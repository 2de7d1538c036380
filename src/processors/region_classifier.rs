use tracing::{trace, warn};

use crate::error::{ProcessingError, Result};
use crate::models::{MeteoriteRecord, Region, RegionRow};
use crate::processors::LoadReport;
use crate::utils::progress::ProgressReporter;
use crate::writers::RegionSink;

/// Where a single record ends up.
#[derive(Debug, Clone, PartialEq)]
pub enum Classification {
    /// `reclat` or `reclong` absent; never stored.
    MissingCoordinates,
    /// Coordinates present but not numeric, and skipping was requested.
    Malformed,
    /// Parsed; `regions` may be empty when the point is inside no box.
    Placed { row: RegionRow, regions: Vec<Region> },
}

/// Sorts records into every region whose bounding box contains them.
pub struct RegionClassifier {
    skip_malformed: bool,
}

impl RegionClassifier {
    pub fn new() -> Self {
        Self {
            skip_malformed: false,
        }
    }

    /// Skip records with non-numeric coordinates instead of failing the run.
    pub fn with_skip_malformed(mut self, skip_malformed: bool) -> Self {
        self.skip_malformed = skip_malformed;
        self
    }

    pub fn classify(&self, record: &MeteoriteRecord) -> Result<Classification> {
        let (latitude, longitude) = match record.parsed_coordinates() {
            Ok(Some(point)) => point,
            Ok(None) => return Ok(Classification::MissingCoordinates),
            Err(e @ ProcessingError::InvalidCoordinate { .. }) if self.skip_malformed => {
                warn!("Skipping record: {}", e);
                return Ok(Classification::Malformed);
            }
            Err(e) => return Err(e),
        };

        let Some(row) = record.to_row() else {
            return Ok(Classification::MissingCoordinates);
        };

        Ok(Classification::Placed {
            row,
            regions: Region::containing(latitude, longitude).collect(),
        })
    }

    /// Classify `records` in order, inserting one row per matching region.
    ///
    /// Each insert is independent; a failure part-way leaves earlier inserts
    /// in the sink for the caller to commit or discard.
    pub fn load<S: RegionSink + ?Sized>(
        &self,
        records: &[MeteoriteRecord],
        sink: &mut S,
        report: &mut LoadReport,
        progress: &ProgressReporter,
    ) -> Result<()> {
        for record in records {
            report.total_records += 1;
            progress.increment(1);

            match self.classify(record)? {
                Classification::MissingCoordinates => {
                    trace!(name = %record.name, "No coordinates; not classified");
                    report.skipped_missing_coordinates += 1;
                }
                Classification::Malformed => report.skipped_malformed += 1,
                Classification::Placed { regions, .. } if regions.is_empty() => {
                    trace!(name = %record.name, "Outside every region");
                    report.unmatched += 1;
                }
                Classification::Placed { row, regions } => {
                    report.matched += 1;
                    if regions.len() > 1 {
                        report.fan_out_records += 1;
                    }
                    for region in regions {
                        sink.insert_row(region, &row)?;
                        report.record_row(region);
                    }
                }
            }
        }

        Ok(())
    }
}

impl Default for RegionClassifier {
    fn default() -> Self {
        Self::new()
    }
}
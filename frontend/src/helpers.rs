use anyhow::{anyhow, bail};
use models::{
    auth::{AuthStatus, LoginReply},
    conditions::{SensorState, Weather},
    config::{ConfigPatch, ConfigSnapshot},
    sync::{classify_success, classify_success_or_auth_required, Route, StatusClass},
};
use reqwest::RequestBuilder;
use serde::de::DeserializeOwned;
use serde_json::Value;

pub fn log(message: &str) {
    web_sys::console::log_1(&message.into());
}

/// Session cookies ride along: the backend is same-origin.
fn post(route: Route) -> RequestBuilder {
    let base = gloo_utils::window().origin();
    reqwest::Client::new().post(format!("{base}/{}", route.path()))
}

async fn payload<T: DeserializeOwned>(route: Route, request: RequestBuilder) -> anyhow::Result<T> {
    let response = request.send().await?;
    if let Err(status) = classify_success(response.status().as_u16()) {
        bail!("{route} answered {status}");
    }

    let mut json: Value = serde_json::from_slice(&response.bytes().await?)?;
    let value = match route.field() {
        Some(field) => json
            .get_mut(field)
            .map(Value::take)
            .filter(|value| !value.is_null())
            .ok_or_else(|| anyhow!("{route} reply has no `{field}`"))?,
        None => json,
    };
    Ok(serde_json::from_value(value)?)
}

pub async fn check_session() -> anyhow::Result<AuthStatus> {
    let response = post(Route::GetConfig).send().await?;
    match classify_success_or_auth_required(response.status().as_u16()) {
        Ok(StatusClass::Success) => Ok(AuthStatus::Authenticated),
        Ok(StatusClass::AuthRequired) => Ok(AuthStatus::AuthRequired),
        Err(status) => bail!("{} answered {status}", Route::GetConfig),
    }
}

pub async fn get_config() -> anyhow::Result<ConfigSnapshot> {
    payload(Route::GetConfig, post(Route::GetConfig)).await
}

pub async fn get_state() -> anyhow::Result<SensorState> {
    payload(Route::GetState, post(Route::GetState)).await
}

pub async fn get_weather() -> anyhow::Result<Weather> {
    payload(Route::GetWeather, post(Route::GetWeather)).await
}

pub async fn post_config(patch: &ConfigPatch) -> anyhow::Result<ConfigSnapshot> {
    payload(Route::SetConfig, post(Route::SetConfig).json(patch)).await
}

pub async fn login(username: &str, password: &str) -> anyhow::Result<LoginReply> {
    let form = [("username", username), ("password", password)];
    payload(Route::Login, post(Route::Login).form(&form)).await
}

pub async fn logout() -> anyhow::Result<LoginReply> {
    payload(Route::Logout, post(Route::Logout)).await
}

━━━━━━━━━━━━━━━━━━━━━━━━━━━━━━

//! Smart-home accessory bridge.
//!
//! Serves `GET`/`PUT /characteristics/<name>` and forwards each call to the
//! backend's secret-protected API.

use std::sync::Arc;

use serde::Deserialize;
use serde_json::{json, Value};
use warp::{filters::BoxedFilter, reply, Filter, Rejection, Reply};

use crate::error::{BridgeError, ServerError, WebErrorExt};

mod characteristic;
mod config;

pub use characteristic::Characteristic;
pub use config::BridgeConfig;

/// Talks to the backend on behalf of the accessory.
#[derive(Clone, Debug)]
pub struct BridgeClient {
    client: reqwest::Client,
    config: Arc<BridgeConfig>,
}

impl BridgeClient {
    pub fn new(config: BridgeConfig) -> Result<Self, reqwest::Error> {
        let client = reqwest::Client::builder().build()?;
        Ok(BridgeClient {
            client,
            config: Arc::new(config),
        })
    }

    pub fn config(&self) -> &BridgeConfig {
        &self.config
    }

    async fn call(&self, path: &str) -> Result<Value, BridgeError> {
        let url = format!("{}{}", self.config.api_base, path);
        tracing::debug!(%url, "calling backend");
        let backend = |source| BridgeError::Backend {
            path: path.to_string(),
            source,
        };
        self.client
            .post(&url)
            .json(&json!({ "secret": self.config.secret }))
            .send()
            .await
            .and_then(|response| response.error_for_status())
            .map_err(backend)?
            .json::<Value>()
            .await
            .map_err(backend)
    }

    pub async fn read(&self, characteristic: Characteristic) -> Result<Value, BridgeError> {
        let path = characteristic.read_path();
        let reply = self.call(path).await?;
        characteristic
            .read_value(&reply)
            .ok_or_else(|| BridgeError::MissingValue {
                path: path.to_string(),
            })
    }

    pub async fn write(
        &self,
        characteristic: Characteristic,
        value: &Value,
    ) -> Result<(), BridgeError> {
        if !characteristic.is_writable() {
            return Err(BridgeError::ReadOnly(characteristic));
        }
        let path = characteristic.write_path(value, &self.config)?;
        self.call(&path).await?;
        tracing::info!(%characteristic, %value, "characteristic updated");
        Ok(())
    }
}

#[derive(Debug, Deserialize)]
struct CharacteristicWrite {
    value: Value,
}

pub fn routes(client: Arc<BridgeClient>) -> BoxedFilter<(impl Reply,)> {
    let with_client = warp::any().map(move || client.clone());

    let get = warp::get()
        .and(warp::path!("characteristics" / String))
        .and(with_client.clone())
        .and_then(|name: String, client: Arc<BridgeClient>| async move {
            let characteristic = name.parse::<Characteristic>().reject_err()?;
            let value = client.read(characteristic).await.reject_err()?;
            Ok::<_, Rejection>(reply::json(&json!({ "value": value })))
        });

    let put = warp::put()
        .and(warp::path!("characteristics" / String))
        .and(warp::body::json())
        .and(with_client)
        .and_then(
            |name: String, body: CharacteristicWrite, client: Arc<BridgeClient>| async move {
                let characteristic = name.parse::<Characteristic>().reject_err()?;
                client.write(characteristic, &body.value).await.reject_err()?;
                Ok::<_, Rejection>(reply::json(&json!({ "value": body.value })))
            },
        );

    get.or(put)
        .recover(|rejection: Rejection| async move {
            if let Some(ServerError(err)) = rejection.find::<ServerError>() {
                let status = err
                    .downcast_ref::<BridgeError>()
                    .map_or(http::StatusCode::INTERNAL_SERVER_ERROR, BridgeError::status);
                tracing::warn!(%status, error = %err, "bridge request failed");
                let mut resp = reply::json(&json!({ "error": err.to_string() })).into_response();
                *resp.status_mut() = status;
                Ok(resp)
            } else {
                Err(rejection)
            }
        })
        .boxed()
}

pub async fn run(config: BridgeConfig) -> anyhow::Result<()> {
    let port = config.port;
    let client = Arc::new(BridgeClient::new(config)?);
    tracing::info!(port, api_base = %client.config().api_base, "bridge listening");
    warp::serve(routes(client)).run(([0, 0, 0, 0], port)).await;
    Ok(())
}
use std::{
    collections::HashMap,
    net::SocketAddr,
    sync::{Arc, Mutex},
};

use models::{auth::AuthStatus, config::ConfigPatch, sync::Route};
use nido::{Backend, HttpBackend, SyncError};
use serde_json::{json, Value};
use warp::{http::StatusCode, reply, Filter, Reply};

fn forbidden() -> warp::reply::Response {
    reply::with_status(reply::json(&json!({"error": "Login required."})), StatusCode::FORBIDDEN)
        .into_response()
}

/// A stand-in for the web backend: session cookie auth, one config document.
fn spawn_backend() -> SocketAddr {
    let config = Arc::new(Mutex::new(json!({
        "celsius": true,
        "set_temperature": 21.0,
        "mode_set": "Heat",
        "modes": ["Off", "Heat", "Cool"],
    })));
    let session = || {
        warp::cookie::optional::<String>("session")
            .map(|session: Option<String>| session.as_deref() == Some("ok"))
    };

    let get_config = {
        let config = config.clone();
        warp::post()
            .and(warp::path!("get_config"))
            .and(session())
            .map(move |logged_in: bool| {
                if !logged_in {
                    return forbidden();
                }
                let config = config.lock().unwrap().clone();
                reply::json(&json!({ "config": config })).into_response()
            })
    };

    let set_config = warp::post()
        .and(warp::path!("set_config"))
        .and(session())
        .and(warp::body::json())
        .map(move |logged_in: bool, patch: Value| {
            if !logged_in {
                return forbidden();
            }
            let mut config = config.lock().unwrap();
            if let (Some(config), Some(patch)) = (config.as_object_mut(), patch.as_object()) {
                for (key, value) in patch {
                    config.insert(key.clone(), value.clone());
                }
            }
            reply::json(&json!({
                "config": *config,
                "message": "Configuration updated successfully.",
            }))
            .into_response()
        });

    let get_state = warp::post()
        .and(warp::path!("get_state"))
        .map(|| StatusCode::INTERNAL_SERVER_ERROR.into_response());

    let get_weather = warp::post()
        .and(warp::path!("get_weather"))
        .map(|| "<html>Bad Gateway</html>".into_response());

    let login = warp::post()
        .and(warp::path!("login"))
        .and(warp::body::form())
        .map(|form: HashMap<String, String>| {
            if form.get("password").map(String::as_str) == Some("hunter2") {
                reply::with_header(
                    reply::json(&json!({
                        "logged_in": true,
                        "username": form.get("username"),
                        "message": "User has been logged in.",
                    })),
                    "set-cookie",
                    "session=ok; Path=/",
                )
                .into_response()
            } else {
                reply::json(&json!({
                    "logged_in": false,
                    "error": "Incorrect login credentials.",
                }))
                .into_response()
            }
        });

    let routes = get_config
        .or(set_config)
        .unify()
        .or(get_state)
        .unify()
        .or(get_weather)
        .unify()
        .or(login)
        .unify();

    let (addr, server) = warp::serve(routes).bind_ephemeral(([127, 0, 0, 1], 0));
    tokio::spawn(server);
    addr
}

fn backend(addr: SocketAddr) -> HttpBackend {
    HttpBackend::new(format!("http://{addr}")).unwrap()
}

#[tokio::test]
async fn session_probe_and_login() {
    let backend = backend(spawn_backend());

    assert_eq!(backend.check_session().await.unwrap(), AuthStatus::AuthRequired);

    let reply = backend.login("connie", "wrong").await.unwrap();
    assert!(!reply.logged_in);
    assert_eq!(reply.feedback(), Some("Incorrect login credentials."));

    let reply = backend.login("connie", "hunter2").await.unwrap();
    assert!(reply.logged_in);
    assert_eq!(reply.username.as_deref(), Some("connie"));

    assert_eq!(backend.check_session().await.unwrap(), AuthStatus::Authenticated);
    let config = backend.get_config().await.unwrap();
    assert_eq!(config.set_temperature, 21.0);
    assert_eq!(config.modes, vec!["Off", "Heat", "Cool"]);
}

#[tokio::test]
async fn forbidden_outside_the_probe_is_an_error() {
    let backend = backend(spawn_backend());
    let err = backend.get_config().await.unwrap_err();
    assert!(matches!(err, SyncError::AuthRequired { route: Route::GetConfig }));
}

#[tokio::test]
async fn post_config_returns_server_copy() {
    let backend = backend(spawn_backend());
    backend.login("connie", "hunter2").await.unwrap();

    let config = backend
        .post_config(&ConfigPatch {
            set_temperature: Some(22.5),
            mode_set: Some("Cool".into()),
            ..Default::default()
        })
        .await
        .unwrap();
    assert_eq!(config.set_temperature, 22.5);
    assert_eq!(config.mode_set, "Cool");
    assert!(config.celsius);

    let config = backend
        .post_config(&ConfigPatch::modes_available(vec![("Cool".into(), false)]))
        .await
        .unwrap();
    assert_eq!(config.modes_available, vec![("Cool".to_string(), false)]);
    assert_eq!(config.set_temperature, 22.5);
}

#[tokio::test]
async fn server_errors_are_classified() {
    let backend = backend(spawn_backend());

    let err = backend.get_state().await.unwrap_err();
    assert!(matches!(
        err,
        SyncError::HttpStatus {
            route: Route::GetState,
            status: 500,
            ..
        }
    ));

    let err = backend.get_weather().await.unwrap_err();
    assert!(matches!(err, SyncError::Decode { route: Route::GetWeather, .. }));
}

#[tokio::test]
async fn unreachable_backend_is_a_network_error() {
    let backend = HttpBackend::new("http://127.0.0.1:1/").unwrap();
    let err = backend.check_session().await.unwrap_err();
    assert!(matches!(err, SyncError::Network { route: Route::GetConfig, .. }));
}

━━━━━━━━━━━━━━━━━━━━━━━━━━━━━━

YOUR GOAL
Reproduce every line from the entries that holds the word "Cool".

RESPONSE
        "modes": ["Off", "Heat", "Cool"],
    assert_eq!(config.modes, vec!["Off", "Heat", "Cool"]);
            mode_set: Some("Cool".into()),
    assert_eq!(config.mode_set, "Cool");
        .post_config(&ConfigPatch::modes_available(vec![("Cool".into(), false)]))
    assert_eq!(config.modes_available, vec![("Cool".to_string(), false)]);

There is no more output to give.